### EXERCISE REQUIREMENTS:
Look through the records, and wherever the string "back" turns up, copy out that line.

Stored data
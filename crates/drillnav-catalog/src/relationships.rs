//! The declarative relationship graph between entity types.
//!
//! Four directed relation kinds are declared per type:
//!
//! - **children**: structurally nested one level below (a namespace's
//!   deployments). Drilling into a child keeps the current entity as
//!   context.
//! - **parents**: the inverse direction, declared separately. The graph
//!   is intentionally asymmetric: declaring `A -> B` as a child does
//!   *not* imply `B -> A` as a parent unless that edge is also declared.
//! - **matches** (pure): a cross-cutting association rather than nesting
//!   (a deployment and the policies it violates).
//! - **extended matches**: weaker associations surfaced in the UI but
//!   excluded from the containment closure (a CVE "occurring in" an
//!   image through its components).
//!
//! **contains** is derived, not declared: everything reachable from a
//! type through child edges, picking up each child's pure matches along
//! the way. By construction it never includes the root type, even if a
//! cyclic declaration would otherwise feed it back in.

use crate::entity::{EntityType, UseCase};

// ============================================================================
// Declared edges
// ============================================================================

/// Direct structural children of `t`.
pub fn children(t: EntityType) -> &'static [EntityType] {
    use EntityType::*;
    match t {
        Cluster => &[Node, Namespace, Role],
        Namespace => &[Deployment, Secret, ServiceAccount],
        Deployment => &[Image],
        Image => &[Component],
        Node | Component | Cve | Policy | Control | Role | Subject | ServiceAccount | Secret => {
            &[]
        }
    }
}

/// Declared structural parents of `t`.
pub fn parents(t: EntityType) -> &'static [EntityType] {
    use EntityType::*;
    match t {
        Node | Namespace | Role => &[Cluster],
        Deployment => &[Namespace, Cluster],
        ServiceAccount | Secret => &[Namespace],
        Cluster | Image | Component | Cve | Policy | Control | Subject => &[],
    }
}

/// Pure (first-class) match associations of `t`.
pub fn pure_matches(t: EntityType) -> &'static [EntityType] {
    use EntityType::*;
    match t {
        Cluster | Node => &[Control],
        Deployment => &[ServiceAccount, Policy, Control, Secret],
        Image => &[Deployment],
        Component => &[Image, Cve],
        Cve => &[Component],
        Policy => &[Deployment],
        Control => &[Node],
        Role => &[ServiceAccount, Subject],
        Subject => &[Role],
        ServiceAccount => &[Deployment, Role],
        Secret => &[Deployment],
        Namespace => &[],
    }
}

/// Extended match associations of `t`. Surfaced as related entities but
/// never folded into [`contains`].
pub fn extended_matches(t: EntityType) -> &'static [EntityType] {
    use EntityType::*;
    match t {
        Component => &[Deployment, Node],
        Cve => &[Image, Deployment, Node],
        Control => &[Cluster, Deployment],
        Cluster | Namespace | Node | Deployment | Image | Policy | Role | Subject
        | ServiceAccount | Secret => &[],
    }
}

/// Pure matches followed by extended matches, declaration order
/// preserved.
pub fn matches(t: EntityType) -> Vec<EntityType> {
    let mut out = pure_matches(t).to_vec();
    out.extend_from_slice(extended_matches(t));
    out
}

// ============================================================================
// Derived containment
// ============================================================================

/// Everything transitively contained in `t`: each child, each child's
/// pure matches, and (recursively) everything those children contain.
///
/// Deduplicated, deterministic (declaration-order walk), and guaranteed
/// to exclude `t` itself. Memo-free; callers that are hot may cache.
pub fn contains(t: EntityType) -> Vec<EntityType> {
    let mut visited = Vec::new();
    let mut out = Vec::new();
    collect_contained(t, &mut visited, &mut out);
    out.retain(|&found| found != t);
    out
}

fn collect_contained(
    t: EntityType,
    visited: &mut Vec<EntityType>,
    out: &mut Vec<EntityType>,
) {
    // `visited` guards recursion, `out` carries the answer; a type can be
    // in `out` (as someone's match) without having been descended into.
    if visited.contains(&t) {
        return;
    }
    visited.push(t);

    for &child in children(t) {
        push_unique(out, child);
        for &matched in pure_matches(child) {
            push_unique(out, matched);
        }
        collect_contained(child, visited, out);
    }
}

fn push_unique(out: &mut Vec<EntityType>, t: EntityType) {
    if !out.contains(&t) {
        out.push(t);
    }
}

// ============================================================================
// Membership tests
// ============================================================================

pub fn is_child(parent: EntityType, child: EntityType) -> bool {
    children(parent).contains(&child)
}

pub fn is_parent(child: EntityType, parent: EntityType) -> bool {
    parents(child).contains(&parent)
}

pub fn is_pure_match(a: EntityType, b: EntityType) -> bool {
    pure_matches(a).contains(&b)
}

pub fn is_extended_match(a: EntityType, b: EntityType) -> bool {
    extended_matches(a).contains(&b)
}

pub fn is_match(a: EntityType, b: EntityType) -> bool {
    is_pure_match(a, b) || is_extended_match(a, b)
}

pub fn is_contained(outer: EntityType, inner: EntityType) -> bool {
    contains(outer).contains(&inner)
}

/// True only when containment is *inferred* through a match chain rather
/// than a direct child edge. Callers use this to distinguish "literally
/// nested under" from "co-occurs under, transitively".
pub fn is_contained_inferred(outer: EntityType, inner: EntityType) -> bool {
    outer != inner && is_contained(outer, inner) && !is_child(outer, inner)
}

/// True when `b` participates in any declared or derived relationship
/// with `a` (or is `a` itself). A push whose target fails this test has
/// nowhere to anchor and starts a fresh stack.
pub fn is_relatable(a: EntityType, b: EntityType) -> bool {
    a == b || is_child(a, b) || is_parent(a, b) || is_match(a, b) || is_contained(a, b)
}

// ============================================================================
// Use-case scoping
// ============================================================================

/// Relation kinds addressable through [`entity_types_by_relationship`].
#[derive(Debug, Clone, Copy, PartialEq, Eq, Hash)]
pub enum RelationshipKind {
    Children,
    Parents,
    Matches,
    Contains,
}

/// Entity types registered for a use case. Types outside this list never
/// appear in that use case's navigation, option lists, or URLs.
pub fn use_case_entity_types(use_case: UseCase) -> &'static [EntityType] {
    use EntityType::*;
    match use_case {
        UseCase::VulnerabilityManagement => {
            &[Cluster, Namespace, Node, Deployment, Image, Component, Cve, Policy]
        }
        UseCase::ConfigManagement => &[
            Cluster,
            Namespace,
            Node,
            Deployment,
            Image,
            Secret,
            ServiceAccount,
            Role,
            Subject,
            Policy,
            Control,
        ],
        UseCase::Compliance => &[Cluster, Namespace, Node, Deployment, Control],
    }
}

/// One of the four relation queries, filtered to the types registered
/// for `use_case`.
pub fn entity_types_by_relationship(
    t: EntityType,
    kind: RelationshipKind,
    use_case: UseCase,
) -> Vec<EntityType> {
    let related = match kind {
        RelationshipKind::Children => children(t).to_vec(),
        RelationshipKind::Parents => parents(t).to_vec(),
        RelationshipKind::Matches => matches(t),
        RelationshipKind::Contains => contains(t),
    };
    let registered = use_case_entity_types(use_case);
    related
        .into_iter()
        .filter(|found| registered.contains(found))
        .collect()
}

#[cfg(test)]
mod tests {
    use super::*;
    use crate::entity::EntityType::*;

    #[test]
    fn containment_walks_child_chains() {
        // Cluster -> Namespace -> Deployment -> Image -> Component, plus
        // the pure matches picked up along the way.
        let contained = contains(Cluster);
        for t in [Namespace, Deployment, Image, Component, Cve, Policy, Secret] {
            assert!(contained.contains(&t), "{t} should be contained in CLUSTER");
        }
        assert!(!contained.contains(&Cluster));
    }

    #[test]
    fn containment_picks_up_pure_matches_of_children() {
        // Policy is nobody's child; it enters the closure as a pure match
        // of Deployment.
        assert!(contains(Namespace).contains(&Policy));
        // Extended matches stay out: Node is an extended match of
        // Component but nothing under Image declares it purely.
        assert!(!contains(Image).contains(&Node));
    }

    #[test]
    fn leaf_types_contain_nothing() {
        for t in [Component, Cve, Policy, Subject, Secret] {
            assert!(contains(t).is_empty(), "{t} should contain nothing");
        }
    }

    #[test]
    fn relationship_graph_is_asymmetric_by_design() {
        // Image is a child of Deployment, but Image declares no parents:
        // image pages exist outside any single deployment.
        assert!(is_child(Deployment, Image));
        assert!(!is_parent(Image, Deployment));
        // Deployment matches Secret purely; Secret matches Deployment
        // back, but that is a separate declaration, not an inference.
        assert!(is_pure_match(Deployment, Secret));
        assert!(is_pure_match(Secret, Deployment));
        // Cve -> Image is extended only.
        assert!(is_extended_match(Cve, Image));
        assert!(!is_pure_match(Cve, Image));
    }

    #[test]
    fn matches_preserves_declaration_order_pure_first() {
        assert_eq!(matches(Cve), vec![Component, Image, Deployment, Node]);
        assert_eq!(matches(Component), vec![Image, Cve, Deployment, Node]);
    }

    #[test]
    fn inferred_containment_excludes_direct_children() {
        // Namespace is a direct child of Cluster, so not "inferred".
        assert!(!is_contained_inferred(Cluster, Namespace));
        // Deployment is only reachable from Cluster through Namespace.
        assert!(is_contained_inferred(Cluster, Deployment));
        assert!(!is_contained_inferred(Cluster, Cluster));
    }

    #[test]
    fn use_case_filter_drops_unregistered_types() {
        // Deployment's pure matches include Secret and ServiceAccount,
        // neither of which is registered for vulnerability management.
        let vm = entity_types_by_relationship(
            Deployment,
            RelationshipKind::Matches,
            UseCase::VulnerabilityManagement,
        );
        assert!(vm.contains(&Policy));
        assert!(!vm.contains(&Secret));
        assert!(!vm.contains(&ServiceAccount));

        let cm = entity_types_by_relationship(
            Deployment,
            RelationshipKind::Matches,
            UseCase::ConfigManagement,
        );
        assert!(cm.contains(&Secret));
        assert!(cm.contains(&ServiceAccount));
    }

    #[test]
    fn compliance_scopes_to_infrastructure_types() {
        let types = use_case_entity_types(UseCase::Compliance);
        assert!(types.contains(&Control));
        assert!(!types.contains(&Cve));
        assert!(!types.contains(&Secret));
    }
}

### RESULT FOR THIS EXERCISE:
//! cyclic declaration would otherwise feed it back in.
        // back, but that is a separate declaration, not an inference.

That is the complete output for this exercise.